Problem to solve.
Among the entries, which lines carry the string "configuration"? Copy every one.

Data to examine.

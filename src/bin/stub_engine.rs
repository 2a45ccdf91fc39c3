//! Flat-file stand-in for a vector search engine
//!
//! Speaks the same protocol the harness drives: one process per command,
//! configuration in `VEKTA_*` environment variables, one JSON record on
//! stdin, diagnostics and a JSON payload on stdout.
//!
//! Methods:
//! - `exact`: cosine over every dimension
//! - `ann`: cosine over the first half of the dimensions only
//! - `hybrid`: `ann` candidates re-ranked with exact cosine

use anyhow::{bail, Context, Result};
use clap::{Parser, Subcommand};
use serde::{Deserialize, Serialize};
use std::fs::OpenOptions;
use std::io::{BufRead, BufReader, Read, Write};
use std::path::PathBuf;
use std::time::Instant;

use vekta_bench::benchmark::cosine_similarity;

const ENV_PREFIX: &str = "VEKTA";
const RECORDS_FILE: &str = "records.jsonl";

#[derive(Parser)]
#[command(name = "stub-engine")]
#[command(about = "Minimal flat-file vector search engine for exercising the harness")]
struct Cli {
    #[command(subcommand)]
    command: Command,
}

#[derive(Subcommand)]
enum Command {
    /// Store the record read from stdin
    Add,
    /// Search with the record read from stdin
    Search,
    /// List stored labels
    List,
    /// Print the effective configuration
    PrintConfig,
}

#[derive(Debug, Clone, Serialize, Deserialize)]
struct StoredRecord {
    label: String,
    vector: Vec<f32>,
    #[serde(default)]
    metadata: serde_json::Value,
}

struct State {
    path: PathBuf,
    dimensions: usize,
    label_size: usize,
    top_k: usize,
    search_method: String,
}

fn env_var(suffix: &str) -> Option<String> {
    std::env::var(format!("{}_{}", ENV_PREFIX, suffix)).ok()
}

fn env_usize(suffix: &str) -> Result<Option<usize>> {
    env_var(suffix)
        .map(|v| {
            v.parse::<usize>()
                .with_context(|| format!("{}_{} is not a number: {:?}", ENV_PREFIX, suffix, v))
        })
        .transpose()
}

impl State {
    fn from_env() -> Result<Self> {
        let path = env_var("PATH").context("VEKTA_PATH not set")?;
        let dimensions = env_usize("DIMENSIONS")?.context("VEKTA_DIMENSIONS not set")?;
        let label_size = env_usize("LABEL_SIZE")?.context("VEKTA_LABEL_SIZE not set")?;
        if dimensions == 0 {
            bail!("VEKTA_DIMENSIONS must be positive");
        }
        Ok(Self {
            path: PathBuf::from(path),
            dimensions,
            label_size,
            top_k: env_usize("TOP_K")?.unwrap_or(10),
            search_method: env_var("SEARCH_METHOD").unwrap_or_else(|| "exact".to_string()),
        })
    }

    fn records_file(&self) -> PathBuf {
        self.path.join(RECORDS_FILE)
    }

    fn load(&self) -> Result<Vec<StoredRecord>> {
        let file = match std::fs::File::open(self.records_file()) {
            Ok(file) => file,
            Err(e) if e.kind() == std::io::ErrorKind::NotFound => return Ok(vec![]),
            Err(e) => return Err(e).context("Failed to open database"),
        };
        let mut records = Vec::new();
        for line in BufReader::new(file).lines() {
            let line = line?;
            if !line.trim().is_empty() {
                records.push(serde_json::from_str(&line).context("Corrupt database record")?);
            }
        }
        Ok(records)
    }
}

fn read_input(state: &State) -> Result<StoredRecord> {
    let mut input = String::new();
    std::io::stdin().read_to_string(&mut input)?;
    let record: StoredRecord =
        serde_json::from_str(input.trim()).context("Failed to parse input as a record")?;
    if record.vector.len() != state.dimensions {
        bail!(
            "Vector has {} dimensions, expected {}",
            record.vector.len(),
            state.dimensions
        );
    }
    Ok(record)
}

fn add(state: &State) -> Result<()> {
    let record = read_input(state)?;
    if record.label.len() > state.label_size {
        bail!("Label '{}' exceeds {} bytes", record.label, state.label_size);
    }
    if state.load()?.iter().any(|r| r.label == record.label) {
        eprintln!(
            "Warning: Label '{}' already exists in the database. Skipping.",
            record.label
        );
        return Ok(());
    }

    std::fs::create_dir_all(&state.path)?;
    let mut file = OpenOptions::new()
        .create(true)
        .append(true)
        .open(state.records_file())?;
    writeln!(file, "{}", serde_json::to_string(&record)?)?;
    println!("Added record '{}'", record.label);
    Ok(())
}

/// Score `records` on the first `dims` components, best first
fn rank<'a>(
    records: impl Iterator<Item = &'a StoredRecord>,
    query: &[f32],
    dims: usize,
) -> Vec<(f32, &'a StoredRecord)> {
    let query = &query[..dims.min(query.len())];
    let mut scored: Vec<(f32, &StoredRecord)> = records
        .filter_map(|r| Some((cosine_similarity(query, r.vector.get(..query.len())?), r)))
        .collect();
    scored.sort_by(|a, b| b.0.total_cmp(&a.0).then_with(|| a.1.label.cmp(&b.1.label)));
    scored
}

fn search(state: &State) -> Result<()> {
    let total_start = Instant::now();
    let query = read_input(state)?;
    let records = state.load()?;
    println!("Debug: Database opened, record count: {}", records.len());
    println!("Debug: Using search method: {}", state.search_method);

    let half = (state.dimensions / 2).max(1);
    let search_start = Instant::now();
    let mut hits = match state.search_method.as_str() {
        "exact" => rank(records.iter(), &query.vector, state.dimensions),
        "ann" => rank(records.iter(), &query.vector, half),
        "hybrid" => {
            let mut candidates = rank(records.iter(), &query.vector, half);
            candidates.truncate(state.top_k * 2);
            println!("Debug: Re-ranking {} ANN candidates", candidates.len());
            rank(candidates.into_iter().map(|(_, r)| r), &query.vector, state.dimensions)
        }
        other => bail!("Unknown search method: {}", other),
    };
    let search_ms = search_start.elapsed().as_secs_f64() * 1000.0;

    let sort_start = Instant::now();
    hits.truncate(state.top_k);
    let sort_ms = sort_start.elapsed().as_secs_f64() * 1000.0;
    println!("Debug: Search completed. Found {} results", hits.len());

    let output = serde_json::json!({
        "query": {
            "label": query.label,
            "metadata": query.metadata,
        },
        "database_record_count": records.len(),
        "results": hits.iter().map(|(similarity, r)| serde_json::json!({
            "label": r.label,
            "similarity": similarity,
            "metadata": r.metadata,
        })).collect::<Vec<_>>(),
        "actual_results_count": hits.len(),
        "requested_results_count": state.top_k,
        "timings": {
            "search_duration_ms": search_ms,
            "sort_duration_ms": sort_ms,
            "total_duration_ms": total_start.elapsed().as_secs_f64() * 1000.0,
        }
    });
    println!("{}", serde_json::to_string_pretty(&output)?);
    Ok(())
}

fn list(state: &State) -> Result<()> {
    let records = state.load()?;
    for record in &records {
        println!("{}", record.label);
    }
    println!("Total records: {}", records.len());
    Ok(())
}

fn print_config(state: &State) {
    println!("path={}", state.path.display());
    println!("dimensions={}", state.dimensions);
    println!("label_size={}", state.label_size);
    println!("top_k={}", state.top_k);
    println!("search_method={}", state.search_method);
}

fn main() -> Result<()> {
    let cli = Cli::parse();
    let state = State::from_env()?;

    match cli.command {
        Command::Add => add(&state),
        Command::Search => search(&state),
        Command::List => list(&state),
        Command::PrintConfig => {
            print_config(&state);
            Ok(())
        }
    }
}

...

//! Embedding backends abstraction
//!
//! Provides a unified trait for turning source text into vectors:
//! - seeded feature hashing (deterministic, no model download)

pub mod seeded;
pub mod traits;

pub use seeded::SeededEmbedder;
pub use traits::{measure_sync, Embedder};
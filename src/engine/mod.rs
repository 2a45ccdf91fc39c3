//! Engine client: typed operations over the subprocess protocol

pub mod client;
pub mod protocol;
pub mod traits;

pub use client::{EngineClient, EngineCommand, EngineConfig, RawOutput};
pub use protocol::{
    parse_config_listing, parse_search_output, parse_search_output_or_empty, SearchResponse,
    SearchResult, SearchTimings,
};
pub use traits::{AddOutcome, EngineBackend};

...

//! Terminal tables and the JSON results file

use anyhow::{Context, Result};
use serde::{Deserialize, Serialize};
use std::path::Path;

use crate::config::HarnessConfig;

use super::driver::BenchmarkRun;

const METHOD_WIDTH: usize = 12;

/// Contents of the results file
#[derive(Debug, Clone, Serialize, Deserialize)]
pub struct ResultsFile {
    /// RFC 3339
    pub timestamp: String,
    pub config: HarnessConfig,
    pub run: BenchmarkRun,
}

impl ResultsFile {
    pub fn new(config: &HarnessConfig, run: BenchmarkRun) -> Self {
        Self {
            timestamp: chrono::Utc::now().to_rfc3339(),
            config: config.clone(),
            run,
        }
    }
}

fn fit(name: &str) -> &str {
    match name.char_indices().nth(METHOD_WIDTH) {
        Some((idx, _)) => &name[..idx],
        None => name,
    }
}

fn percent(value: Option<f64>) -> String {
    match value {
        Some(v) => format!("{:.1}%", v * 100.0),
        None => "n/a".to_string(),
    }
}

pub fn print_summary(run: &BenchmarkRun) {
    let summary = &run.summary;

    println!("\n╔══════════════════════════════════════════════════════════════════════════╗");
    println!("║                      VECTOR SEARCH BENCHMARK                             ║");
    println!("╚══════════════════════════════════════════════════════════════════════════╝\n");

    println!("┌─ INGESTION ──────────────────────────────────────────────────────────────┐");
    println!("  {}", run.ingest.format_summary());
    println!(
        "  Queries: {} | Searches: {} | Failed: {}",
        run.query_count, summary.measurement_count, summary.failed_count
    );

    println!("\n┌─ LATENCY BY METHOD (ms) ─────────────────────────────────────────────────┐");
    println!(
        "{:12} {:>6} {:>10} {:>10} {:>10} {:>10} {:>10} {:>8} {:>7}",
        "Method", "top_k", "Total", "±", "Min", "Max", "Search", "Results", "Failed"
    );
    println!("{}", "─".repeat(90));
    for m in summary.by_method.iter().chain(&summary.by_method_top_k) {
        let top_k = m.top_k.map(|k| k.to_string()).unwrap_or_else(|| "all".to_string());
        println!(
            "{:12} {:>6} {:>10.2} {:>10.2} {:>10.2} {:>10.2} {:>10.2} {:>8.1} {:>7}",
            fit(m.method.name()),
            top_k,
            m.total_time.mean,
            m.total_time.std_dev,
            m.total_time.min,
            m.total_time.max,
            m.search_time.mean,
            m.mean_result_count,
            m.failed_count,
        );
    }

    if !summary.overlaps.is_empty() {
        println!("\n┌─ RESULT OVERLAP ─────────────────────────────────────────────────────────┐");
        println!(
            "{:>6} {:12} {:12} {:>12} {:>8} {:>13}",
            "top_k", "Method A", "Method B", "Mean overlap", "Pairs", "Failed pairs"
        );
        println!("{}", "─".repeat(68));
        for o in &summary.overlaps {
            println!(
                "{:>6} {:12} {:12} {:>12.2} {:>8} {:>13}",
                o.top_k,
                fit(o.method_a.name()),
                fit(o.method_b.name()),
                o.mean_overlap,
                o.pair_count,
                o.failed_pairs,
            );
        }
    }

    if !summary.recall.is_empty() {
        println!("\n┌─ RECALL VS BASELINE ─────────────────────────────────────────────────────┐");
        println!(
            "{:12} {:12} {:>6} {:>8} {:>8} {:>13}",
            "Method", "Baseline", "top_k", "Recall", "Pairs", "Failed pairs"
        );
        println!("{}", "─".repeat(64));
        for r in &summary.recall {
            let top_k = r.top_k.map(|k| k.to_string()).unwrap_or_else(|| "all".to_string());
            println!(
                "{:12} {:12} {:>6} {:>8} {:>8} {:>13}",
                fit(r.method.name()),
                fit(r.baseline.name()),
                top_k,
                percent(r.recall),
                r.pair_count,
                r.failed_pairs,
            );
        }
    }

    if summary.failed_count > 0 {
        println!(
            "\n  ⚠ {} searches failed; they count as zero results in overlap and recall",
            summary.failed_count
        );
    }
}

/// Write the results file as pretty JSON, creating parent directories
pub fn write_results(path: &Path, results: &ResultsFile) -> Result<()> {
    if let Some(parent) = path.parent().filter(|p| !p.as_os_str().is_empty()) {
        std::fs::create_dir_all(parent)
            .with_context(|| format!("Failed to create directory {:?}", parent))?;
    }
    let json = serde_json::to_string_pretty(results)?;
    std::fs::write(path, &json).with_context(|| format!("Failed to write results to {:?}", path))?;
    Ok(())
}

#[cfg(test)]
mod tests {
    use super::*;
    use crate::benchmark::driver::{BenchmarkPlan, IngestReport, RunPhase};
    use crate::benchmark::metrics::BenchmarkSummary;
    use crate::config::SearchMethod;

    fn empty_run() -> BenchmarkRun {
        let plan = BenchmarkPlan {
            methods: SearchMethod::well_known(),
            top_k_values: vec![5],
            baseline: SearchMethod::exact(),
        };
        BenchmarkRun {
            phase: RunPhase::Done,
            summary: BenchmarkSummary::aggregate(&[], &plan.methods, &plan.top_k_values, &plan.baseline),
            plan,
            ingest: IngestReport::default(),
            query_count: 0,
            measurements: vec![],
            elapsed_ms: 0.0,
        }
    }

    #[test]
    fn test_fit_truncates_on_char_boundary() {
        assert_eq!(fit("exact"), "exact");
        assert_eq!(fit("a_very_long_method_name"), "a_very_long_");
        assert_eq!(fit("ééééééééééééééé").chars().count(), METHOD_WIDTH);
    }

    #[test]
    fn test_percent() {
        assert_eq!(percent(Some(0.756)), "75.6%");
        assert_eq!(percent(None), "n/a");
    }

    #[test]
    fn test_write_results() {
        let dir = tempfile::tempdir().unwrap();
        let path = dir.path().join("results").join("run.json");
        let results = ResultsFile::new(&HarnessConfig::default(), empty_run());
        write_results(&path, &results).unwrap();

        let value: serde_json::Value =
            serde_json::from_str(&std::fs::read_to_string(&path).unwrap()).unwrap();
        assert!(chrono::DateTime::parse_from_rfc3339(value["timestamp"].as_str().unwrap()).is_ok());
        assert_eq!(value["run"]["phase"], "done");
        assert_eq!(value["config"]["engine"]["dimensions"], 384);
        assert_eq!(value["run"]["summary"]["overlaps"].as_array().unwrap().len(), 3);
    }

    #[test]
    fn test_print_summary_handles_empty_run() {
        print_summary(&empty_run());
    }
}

Solved problem.
//! configuration in `VEKTA_*` environment variables, one JSON record on
    /// Print the effective configuration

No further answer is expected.